Task instructions:
This exercise asks for an exact transcription of every entry.

Stored data entries
◆ ◆ ◆ ◆ ◆ ◆ ◆
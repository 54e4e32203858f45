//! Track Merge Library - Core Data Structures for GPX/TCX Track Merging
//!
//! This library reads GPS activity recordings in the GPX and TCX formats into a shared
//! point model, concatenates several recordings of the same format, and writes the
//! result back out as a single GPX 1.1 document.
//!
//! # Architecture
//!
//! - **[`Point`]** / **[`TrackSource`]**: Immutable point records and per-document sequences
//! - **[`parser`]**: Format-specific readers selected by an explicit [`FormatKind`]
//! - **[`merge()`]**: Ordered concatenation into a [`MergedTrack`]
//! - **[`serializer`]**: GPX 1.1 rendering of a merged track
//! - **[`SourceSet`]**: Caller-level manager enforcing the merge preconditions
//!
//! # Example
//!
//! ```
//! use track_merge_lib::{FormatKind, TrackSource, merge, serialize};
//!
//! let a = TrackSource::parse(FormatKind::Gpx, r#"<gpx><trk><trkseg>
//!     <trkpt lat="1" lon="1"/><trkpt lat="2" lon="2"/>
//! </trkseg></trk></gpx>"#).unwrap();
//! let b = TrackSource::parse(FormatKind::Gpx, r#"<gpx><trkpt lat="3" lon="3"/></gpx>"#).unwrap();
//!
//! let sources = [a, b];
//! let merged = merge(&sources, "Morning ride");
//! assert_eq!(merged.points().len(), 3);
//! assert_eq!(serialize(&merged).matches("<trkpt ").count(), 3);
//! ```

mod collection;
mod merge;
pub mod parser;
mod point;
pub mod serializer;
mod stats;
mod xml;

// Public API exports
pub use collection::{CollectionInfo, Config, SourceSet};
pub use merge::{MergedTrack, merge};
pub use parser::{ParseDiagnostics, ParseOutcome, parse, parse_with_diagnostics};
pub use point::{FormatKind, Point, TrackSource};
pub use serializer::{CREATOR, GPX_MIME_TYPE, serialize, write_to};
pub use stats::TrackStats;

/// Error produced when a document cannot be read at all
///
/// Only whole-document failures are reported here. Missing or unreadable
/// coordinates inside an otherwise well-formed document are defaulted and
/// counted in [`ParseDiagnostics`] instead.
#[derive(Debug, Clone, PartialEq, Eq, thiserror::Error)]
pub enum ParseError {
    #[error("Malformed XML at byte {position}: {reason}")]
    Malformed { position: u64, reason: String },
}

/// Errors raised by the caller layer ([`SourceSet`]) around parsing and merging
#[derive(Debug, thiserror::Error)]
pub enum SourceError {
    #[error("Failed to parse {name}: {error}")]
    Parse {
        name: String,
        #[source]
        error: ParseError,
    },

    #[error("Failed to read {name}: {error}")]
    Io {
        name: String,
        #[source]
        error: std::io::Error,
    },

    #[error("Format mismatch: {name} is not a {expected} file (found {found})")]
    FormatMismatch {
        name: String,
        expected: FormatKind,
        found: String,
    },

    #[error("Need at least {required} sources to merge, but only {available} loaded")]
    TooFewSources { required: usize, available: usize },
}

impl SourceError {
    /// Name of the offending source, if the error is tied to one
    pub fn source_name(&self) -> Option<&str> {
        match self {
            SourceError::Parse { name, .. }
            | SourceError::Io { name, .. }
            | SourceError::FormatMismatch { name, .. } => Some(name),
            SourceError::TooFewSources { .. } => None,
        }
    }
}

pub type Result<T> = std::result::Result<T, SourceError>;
◆ ◆ ◆ ◆ ◆ ◆ ◆
Reply:
repository 54e4e32203858f45
//! Track Merge Library - Core Data Structures for GPX/TCX Track Merging
//!
//! This library reads GPS activity recordings in the GPX and TCX formats into a shared
//! point model, concatenates several recordings of the same format, and writes the
//! result back out as a single GPX 1.1 document.
//!
//! # Architecture
//!
//! - **[`Point`]** / **[`TrackSource`]**: Immutable point records and per-document sequences
//! - **[`parser`]**: Format-specific readers selected by an explicit [`FormatKind`]
//! - **[`merge()`]**: Ordered concatenation into a [`MergedTrack`]
//! - **[`serializer`]**: GPX 1.1 rendering of a merged track
//! - **[`SourceSet`]**: Caller-level manager enforcing the merge preconditions
//!
//! # Example
//!
//! ```
//! use track_merge_lib::{FormatKind, TrackSource, merge, serialize};
//!
//! let a = TrackSource::parse(FormatKind::Gpx, r#"<gpx><trk><trkseg>
//!     <trkpt lat="1" lon="1"/><trkpt lat="2" lon="2"/>
//! </trkseg></trk></gpx>"#).unwrap();
//! let b = TrackSource::parse(FormatKind::Gpx, r#"<gpx><trkpt lat="3" lon="3"/></gpx>"#).unwrap();
//!
//! let sources = [a, b];
//! let merged = merge(&sources, "Morning ride");
//! assert_eq!(merged.points().len(), 3);
//! assert_eq!(serialize(&merged).matches("<trkpt ").count(), 3);
//! ```

mod collection;
mod merge;
pub mod parser;
mod point;
pub mod serializer;
mod stats;
mod xml;

// Public API exports
pub use collection::{CollectionInfo, Config, SourceSet};
pub use merge::{MergedTrack, merge};
pub use parser::{ParseDiagnostics, ParseOutcome, parse, parse_with_diagnostics};
pub use point::{FormatKind, Point, TrackSource};
pub use serializer::{CREATOR, GPX_MIME_TYPE, serialize, write_to};
pub use stats::TrackStats;

/// Error produced when a document cannot be read at all
///
/// Only whole-document failures are reported here. Missing or unreadable
/// coordinates inside an otherwise well-formed document are defaulted and
/// counted in [`ParseDiagnostics`] instead.
#[derive(Debug, Clone, PartialEq, Eq, thiserror::Error)]
pub enum ParseError {
    #[error("Malformed XML at byte {position}: {reason}")]
    Malformed { position: u64, reason: String },
}

/// Errors raised by the caller layer ([`SourceSet`]) around parsing and merging
#[derive(Debug, thiserror::Error)]
pub enum SourceError {
    #[error("Failed to parse {name}: {error}")]
    Parse {
        name: String,
        #[source]
        error: ParseError,
    },

    #[error("Failed to read {name}: {error}")]
    Io {
        name: String,
        #[source]
        error: std::io::Error,
    },

    #[error("Format mismatch: {name} is not a {expected} file (found {found})")]
    FormatMismatch {
        name: String,
        expected: FormatKind,
        found: String,
    },

    #[error("Need at least {required} sources to merge, but only {available} loaded")]
    TooFewSources { required: usize, available: usize },
}

impl SourceError {
    /// Name of the offending source, if the error is tied to one
    pub fn source_name(&self) -> Option<&str> {
        match self {
            SourceError::Parse { name, .. }
            | SourceError::Io { name, .. }
            | SourceError::FormatMismatch { name, .. } => Some(name),
            SourceError::TooFewSources { .. } => None,
        }
    }
}

pub type Result<T> = std::result::Result<T, SourceError>;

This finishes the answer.